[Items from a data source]

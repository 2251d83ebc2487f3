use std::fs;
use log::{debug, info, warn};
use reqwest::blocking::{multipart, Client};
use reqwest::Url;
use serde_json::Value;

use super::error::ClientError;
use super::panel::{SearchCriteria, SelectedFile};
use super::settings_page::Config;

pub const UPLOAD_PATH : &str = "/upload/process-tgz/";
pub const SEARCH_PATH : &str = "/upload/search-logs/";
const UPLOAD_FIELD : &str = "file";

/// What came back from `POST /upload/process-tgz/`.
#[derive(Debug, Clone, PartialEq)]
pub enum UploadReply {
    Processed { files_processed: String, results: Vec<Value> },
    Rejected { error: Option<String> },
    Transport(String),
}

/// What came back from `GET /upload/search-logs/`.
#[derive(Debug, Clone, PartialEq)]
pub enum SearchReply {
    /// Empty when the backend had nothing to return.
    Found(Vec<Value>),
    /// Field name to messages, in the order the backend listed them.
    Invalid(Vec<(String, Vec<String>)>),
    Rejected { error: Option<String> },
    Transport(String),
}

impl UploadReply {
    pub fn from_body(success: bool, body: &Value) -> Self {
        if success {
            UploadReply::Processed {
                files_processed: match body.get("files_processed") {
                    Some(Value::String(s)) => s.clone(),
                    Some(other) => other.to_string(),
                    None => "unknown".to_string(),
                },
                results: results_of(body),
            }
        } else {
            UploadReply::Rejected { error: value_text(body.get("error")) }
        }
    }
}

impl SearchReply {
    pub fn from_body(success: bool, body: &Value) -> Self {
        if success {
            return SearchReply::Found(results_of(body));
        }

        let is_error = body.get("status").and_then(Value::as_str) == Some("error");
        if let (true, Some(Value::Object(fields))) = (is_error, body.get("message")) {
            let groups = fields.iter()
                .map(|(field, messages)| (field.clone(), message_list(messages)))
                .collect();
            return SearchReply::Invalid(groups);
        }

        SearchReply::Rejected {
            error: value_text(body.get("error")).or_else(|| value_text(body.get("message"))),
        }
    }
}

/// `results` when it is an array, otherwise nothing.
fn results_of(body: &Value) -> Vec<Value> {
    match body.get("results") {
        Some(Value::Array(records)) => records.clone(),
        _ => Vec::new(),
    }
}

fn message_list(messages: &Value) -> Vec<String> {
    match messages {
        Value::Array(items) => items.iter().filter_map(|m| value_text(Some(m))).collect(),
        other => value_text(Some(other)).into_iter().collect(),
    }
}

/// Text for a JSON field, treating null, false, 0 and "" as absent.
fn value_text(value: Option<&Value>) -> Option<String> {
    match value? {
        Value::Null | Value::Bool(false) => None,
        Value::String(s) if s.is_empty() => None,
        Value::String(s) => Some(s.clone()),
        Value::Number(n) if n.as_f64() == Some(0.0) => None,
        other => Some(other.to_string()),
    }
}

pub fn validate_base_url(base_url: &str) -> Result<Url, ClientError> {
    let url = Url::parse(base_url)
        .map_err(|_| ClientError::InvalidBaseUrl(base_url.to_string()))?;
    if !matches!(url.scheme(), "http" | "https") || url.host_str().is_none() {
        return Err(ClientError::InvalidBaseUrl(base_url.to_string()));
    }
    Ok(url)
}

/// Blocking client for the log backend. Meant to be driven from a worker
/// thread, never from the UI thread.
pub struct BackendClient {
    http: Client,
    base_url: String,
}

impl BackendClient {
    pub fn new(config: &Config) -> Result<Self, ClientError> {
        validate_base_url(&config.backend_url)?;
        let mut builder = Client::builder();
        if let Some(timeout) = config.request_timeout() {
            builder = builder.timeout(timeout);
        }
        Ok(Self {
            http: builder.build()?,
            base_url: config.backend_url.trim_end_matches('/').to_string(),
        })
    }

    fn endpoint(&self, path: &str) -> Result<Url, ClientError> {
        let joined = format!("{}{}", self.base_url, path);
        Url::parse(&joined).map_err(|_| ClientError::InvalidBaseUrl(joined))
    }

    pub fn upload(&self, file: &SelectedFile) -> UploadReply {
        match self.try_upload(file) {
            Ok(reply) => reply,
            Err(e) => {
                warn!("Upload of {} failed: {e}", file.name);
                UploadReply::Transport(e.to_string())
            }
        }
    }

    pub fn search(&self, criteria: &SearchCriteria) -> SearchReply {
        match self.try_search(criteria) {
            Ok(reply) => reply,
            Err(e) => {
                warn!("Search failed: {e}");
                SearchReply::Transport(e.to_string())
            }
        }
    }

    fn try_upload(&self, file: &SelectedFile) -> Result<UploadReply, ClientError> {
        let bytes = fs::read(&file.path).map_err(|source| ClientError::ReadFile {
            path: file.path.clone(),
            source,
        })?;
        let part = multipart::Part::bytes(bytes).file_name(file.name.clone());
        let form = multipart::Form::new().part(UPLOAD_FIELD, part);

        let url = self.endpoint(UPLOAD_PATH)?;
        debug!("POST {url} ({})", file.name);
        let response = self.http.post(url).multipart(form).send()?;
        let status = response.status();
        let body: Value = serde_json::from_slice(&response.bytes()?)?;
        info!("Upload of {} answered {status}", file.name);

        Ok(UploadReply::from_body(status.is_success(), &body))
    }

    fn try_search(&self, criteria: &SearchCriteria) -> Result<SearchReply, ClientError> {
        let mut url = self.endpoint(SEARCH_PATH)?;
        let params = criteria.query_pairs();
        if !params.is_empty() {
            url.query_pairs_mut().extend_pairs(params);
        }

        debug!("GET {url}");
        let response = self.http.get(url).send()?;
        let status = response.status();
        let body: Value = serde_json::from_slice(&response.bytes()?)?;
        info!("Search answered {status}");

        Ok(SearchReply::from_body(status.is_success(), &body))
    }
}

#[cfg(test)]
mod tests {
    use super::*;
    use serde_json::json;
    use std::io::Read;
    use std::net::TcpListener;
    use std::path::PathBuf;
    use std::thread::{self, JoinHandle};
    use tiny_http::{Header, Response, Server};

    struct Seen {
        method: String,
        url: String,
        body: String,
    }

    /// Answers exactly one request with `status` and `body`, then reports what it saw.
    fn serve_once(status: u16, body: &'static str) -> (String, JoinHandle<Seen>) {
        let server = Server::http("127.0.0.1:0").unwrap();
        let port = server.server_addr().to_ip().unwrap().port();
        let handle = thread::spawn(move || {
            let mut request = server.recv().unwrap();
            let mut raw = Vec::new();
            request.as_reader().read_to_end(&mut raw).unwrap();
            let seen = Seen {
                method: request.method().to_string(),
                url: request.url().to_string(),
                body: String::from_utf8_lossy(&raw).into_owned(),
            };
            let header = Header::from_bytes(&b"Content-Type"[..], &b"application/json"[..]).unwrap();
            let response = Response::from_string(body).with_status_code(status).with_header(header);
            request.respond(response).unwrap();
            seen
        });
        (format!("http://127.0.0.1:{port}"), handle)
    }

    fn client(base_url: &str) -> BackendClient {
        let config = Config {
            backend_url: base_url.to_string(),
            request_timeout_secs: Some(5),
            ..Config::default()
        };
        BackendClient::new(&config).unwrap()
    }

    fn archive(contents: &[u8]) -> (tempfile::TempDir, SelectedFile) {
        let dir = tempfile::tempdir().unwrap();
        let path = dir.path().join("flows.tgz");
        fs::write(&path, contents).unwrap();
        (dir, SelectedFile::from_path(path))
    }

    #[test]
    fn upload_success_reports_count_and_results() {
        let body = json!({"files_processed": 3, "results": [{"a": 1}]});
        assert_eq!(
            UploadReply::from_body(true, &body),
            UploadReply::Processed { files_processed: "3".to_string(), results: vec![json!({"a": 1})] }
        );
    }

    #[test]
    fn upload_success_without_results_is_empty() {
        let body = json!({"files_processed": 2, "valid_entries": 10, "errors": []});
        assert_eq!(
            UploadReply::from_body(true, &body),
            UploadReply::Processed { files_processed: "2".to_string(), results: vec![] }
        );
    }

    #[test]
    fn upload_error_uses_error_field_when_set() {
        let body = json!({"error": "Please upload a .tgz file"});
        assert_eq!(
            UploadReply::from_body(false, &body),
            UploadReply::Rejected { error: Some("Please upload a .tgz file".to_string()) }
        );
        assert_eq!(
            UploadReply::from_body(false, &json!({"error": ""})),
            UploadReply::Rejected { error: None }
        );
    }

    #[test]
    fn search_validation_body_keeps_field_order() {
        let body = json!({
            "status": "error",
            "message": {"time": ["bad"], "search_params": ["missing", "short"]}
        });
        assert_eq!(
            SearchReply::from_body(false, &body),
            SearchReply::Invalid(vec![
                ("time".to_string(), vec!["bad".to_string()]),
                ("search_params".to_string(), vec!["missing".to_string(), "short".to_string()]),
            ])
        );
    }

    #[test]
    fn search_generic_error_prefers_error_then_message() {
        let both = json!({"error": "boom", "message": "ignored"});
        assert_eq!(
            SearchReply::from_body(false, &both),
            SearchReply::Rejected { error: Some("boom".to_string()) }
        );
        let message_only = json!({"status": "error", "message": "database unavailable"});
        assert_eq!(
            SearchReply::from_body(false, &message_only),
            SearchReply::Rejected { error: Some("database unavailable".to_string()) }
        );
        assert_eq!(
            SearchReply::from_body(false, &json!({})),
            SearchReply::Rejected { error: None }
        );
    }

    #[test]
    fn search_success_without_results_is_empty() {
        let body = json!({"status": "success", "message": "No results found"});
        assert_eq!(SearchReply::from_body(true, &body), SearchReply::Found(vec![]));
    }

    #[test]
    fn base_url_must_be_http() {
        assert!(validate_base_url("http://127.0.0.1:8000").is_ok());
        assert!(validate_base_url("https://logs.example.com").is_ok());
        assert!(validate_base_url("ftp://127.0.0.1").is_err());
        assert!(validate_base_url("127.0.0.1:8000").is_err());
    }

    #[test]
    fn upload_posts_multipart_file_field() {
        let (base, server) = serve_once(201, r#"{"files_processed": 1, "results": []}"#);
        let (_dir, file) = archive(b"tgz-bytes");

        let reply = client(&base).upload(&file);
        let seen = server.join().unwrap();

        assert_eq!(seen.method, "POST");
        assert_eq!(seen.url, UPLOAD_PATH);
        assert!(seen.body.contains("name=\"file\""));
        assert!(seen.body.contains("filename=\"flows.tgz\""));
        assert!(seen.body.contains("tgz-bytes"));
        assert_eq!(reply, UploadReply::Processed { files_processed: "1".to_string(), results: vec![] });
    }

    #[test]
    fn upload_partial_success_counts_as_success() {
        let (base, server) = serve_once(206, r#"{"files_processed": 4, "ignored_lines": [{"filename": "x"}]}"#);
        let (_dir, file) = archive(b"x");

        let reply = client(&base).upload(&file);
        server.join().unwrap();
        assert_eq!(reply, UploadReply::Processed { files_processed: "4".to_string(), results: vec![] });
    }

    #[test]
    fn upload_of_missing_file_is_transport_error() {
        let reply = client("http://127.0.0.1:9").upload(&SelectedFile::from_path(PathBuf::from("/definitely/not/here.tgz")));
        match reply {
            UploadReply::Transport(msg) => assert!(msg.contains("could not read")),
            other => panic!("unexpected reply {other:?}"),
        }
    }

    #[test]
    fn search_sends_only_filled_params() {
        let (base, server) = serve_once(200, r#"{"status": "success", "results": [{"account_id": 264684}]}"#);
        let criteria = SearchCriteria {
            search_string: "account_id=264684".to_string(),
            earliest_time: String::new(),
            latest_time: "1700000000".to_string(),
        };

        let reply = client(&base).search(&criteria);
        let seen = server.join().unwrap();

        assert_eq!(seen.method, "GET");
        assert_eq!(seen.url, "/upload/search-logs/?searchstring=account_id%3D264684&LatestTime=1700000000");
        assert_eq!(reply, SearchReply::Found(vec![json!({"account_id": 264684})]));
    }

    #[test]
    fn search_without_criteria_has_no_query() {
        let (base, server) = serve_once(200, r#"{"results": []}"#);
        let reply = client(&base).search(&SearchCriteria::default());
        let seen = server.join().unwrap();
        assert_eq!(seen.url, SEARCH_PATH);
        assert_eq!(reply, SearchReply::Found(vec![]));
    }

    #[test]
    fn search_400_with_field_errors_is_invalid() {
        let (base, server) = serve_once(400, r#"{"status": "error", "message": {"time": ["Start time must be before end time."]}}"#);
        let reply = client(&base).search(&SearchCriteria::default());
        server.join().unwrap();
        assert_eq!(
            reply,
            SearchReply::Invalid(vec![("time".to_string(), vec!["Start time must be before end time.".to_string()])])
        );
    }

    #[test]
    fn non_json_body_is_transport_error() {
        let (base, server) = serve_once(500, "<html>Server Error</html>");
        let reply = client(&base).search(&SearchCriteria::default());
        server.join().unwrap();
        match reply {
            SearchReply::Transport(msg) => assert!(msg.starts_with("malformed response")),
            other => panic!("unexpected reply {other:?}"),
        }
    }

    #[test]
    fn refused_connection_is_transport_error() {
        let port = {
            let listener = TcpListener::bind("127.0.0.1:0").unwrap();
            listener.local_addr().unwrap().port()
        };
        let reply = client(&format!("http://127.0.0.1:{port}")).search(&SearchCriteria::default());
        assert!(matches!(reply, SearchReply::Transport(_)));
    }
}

* EXERCISE REQUIREMENTS
For this exercise, return every line from the data that holds the string "true".

* OUTPUT OF THE EXERCISE
        if let (true, Some(Value::Object(fields))) = (is_error, body.get("message")) {
            UploadReply::from_body(true, &body),
            UploadReply::from_body(true, &body),
        assert_eq!(SearchReply::from_body(true, &body), SearchReply::Found(vec![]));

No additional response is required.